Carbon based denitrification catalysts have attracted much attention in recent years due to their excellent thermal conductivity, well-developed pores, huge specific surface area and stable chemical properties, which provide better reaction conditions in SCR reactions, and have been used as carriers for denitrification catalysts by an increasing number of researchers. Carbon based carriers mainly include activated carbon (AC), carbon nanotubes (CNTs), activated carbon fibres (ACF), etc. Wu, Haimiao et al[32] loaded transition metal components such as Fe, Cr, Cu and Mn onto the activated carbon carrier by impregnation method, and the Mn(8%)/AC denitrification catalyst showed the highest denitrification efficiency (95%) at a temperature of 210°C. The Mn(8%)-Fe(8%)/AC denitrification catalyst had the most stable performance and the best catalytic denitrification efficiency. Yoshilawa et al[33] used The Mn2O3/ACF denitrification catalyst was prepared by Yoshilawa et al [33] using ACF as the carrier and Mn2O3 as the active component. The activity evaluation showed that the NO conversion rate could reach about 92% when the loading of Mn2O3 was 15% and the application temperature was 150°C.

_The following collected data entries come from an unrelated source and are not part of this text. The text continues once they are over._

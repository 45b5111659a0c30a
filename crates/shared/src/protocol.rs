use serde::{Deserialize, Serialize};
use serde_json::Value;

pub const INVALID_URL_MESSAGE: &str =
    "Invalid URL format. Please enter a complete URL starting with http:// or https://.";

/// Body sent to the prediction endpoint. The URL is passed through verbatim.
#[derive(Debug, Clone, PartialEq, Eq, Serialize, Deserialize)]
pub struct PredictionRequest {
    pub url: String,
}

impl PredictionRequest {
    pub fn new(url: impl Into<String>) -> Self {
        Self { url: url.into() }
    }
}

/// Success body of the prediction endpoint.
///
/// `prediction` is kept as raw JSON so that out-of-domain values (strings,
/// floats, `null`) can be told apart from the two verdicts without coercion.
#[derive(Debug, Clone, Default, PartialEq, Serialize, Deserialize)]
pub struct PredictionResponse {
    #[serde(default, skip_serializing_if = "Option::is_none")]
    pub prediction: Option<Value>,
}

impl PredictionResponse {
    /// Only the JSON integers `1` and `0` are verdicts. Loosely equal values
    /// such as `1.0`, `true` or `"1"` are deliberately `Unavailable`.
    pub fn verdict(&self) -> Outcome {
        match self.prediction.as_ref().and_then(strict_integer) {
            Some(1) => Outcome::Malicious,
            Some(0) => Outcome::Benign,
            _ => Outcome::Unavailable,
        }
    }
}

fn strict_integer(value: &Value) -> Option<i64> {
    match value {
        Value::Number(number) => number.as_i64(),
        _ => None,
    }
}

/// Result of one prediction attempt.
#[derive(Debug, Clone, PartialEq, Eq, Serialize, Deserialize)]
#[serde(tag = "outcome", rename_all = "snake_case")]
pub enum Outcome {
    Malicious,
    Benign,
    Unavailable,
    RequestFailed { detail: String },
    ApiError { status: u16, body: String },
}

impl Outcome {
    /// True for the three verdict outcomes, false for the two error states.
    pub fn is_verdict(&self) -> bool {
        matches!(
            self,
            Outcome::Malicious | Outcome::Benign | Outcome::Unavailable
        )
    }

    pub fn message(&self) -> String {
        match self {
            Outcome::Malicious => "MALICIOUS URL".to_string(),
            Outcome::Benign => "BENIGN URL".to_string(),
            Outcome::Unavailable => "Prediction unavailable.".to_string(),
            Outcome::RequestFailed { detail } => format!("Request failed: {detail}"),
            Outcome::ApiError { status, body } => format!("API Error: {status} - {body}"),
        }
    }
}

/// Everything shown to the user after one submission.
#[derive(Debug, Clone, PartialEq, Eq, Serialize, Deserialize)]
pub struct PredictionReport {
    /// Echo of what the user submitted, unchanged.
    pub submitted: PredictionRequest,
    /// `None` when the shape check blocked the request.
    #[serde(default, skip_serializing_if = "Option::is_none")]
    pub outcome: Option<Outcome>,
    pub message: String,
    #[serde(default, skip_serializing_if = "Option::is_none")]
    pub warning: Option<String>,
}

impl PredictionReport {
    pub fn completed(url: impl Into<String>, outcome: Outcome, warning: Option<String>) -> Self {
        Self {
            submitted: PredictionRequest::new(url),
            message: outcome.message(),
            outcome: Some(outcome),
            warning,
        }
    }

    pub fn rejected(url: impl Into<String>) -> Self {
        Self {
            submitted: PredictionRequest::new(url),
            outcome: None,
            message: INVALID_URL_MESSAGE.to_string(),
            warning: None,
        }
    }

    pub fn was_rejected(&self) -> bool {
        self.outcome.is_none()
    }
}

#[cfg(test)]
#[path = "tests/protocol_tests.rs"]
mod tests;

MnOx/AC denitrification catalysts were prepared by impregnation method, and the experimental results showed that the NO conversion on the denitrification catalysts could reach more than 90% at below 200 °C. Moreover, the activity of the denitrification catalysts was significantly improved when Ce elements were doped in the MnOx/AC denitrification catalysts. Liu Qing et al [12] prepared MnOx-CeO2/PPSN denitrification catalysts by loading MnOx-CeO2 onto nitric acid-treated polyphenylene sulfide (PPSN) filter media using ultrasonic method; They also loaded Mn-Fe onto the active AFC [13] and achieved a NO conversion of 92% at a temperature of 200 °C. The MxOy/MWCNTs (M=Mn, Ce) series denitrification catalysts were prepared by isovolume impregnation using multi-walled carbon nanotubes (MWCNTs) pretreated with oxygen plasma as carriers. Tian et al [36] prepared different denitrification catalysts using nanotubes, nanorods and nanospheres as carriers and MnO2 as the active component, and investigated the effect of different carbon-based carriers on the catalytic activity of denitrification catalysts. Although the charcoal-based carriers have high catalytic activity, they are prone to spontaneous combustion when the flue gas temperature is high, which limits the use of charcoal-based denitrification catalysts.